Après avoir externalisé tour à tour ses services internes et sa
production, le monde de l’industrie n’aura finalement, en faisant
miroiter ce nouvel Eldorado, qu’externalisé la formation dans un domaine
où le manque de compétences était criant. Il aurait en effet été
infiniment plus coûteux de former, par les méthodes traditionnelles, les
salariés qui sauraient faire profiter l’entreprise des bénéfices des
nouvelles technologies, moderniser son système d’information et de
communication : mieux valait les laisser acquérir ces compétences par
eux-mêmes, « sur le tas », avec la motivation que peut parfois donner le
vertige de l’argent facile. Si le marché n’a nullement besoin de sites
d’achats groupés ou de portails pour possesseurs de caniches, nul doute
que la personne qui aura su les réaliser sera parmi les mieux placées
pour construire le système de communication d’une entreprise. Ainsi, la
participation de cette personne dans une entreprise ratée ne sera pas
perçue comme un échec par le monde de l’entreprise, mais comme une sorte
de stage diplômant dont l’environnement de travail et les indemnités
auront été financées par un organisme extérieur (le fonds de
capital-risque). « Tous ceux qui ont créé seront absorbés avec délice
par les états-majors des grandes entreprises ou des cabinets de
conseil », résumait Etienne Krieger, responsable du cours « Créer et
financer sa start-up » à HEC. [3]
Si, pour les acteurs de l’économie traditionnelle, on peut ainsi parler
d’externalisation de la formation, pour les principaux acteurs du
multimédia, opérateurs de télécommunications en tête, on peut
véritablement parler d’externalisation des activités de recherche et
développement. Car dans cet univers en perpétuel mouvement, où nul n’est
capable de percevoir clairement quelles seront demain les tendances du
marché, les services réellement porteurs, les technologies employées, il
serait extrêmement coûteux d’engager ses propres salariés, sur ses fonds
propres, dans des axes de recherche qu’ils peinent à définir.

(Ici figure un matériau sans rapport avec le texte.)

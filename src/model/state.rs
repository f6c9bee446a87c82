use std::collections::{BTreeMap, HashMap};
use std::fmt::Debug;
use std::hash::{BuildHasher, Hash};

/// A state record whose fields can be read and written one key at a time.
///
/// This is the contract a [`Model`](crate::Model) needs from its state: a key
/// type naming the fields, a value type for their contents, and accessors.
/// Maps implement it out of the box; plain structs implement it by hand with
/// a key enum and a value enum.
///
/// # Examples
///
/// ```
/// use modelkit::ModelState;
///
/// #[derive(Clone)]
/// struct Counter {
///     count: i64,
/// }
///
/// #[derive(Clone, Copy, Debug, PartialEq, Eq, Hash)]
/// enum Field {
///     Count,
/// }
///
/// impl ModelState for Counter {
///     type Key = Field;
///     type Value = i64;
///
///     fn field(&self, key: &Field) -> Option<i64> {
///         match key {
///             Field::Count => Some(self.count),
///         }
///     }
///
///     fn set_field(&mut self, key: Field, value: i64) {
///         match key {
///             Field::Count => self.count = value,
///         }
///     }
///
///     fn fields(&self) -> Vec<(Field, i64)> {
///         vec![(Field::Count, self.count)]
///     }
/// }
///
/// let mut counter = Counter { count: 1 };
/// counter.set_field(Field::Count, 2);
/// assert_eq!(counter.field(&Field::Count), Some(2));
/// ```
pub trait ModelState: Clone + 'static {
    type Key: Clone + Eq + Hash + Debug + 'static;
    type Value: Clone + PartialEq + 'static;

    /// Current value of a field, or `None` if the record has no such field.
    fn field(&self, key: &Self::Key) -> Option<Self::Value>;

    /// Replace a single field.
    fn set_field(&mut self, key: Self::Key, value: Self::Value);

    /// Every field currently present, as key/value pairs.
    fn fields(&self) -> Vec<(Self::Key, Self::Value)>;
}

impl<K, V, H> ModelState for HashMap<K, V, H>
where
    K: Clone + Eq + Hash + Debug + 'static,
    V: Clone + PartialEq + 'static,
    H: BuildHasher + Clone + 'static,
{
    type Key = K;
    type Value = V;

    fn field(&self, key: &K) -> Option<V> {
        self.get(key).cloned()
    }

    fn set_field(&mut self, key: K, value: V) {
        self.insert(key, value);
    }

    fn fields(&self) -> Vec<(K, V)> {
        self.iter().map(|(k, v)| (k.clone(), v.clone())).collect()
    }
}

impl<K, V> ModelState for BTreeMap<K, V>
where
    K: Clone + Ord + Hash + Debug + 'static,
    V: Clone + PartialEq + 'static,
{
    type Key = K;
    type Value = V;

    fn field(&self, key: &K) -> Option<V> {
        self.get(key).cloned()
    }

    fn set_field(&mut self, key: K, value: V) {
        self.insert(key, value);
    }

    fn fields(&self) -> Vec<(K, V)> {
        self.iter().map(|(k, v)| (k.clone(), v.clone())).collect()
    }
}

#[cfg(test)]
mod tests {
    use super::*;

    #[test]
    fn btree_fields_in_key_order() {
        let mut state = BTreeMap::from([("b", 2), ("a", 1)]);
        state.set_field("c", 3);
        assert_eq!(state.fields(), vec![("a", 1), ("b", 2), ("c", 3)]);
    }

    #[test]
    fn undeclared_field_reads_none() {
        let state: HashMap<&str, i32> = HashMap::from([("count", 0)]);
        assert_eq!(state.field(&"count"), Some(0));
        assert_eq!(state.field(&"missing"), None);
    }
}
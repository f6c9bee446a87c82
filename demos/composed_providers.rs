//! Two independent view models provided to one subtree through a composed provider

use std::cell::RefCell;
use std::collections::BTreeMap;
use std::rc::Rc;

use modelkit::{compose_providers, create_model, Host, Model, ModelEvents, Provider};
use tracing_subscriber::EnvFilter;

type Theme = Model<BTreeMap<&'static str, String>>;

#[derive(Clone, Debug)]
enum SessionEvent {
    Login(String),
    Logout,
}

impl ModelEvents for SessionEvent {
    type Name = &'static str;

    fn name(&self) -> &'static str {
        match self {
            SessionEvent::Login(_) => "login",
            SessionEvent::Logout => "logout",
        }
    }
}

type Session = Model<BTreeMap<&'static str, Option<String>>, SessionEvent>;

fn session(initial: BTreeMap<&'static str, Option<String>>) -> Session {
    let model = Session::new(initial);
    for name in ["login", "logout"] {
        model
            .subscribe_to_event(name, {
                let model = model.clone();
                move |event: &SessionEvent| match event {
                    SessionEvent::Login(user) => model.set_value("user", Some(user.clone())),
                    SessionEvent::Logout => model.set_value("user", None),
                }
            })
            .detach();
    }
    model
}

fn main() -> modelkit::Result<()> {
    tracing_subscriber::fmt()
        .with_env_filter(EnvFilter::try_from_default_env().unwrap_or_else(|_| "warn".into()))
        .init();

    println!("=== Composed Providers ===\n");

    let theme = create_model(Theme::new);
    let session = create_model(session);

    println!("1. Composing the theme and session providers");
    let providers = compose_providers([
        Rc::new(theme.provider_with_state(BTreeMap::from([("accent", "teal".to_string())])))
            as Rc<dyn Provider>,
        Rc::new(session.provider_with_state(BTreeMap::from([("user", None)]))),
    ]);
    println!("   {} providers", providers.len());

    let host = Host::new();
    println!("\n2. Mounting a header under both providers");
    let header = providers.mount(&host, None, {
        let theme = theme.clone();
        let session = session.clone();
        move || {
            let (accent, _) = theme.use_state("accent")?;
            let (user, _) = session.use_state("user")?;
            let user = user.flatten().unwrap_or_else(|| "guest".to_string());
            println!(
                "   [Header] Hello, {} ({})",
                user,
                accent.unwrap_or_default()
            );
            session.use_event("logout", |_| println!("   [Header] session ended"))?;
            Ok(())
        }
    })?;

    let controls = Rc::new(RefCell::new(None));
    host.mount(Some(header), {
        let theme = theme.clone();
        let session = session.clone();
        let controls = Rc::clone(&controls);
        move || {
            let (_, set_accent) = theme.use_state("accent")?;
            *controls.borrow_mut() = Some((session.use_dispatcher()?, set_accent));
            Ok(())
        }
    })?;
    let controls = controls.borrow().clone();
    let Some((dispatch, set_accent)) = controls else {
        return Ok(());
    };

    println!("\n3. Logging in");
    dispatch.dispatch(SessionEvent::Login("ada".to_string()));
    host.flush()?;

    println!("\n4. Changing the accent");
    set_accent.update(|accent| match accent.as_deref() {
        Some("teal") => "amber".to_string(),
        _ => "teal".to_string(),
    });
    host.flush()?;

    println!("\n5. Logging out");
    dispatch.dispatch(SessionEvent::Logout);
    host.flush()?;

    println!("\n6. Header rendered {:?} times", host.render_count(header));
    println!("\n✓ Composed providers complete!");
    Ok(())
}
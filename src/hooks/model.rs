use crate::error::Result;
use crate::model::ViewModel;
use crate::runtime::{try_use_context, Context};

/// The view model from the nearest enclosing provider of `ctx`.
///
/// # Errors
///
/// [`ModelError::MissingProvider`](crate::ModelError::MissingProvider) when no
/// ancestor provides `ctx`.
pub fn use_model_ctx<M: ViewModel>(ctx: &Context<M>) -> Result<M> {
    try_use_context(ctx)
}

Là encore,
la « nouvelle économie », avec son darwinisme exacerbé, apportait une
réponse toute trouvée : il suffisait de se tenir sagement à l’écart, de
laisser la nuée de chercheurs d’or tenter leur chance dans la voie qui
leur semblait la meilleure, chercher frénétiquement, par tâtonnement,
les bons filons. Seuls les meilleurs survivraient. Il serait toujours
temps, alors, de les racheter ou de les imiter. Tous les risques étaient
externalisés : l’industrie récupérait prestement les succès, elle ne
finançait plus les échecs.
Mais l’euphorie s’estompe. Les chercheurs d’or sont déprimés. « La
bulle Internet a éclaté », titrait tristement Le Monde, le 2 décembre
dernier. Et de nous expliquer : « Le Nasdaq a perdu la moitié de sa
valeur ; 3000 milliards de dollars sont ainsi partis en fumée aux
Etats-Unis ». [4] Certes, 3000 milliards de dollars ont bel et bien fui
les valeurs du Nasdaq ces dernières mois ; la métaphore de la fumée,
pourtant, prête à sourire. Si souvent employée lors des krachs
boursiers, ladite fumée a en effet cette sympathique particularité de ne
profiter à personne et, partant, de faire intervenir une sorte de
volonté divine, de masquer toute responsabilité. Car ces 3000 milliards
de dollars, on s’en doute, ne se sont pas évaporés : les investisseurs
les plus inspirés les ont tout bonnement reportés sur des placements
moins risqués, laissant les petits porteurs avec des titres laminés. Et
les « entreprenautes » avec leurs rêves de richesse évaporés.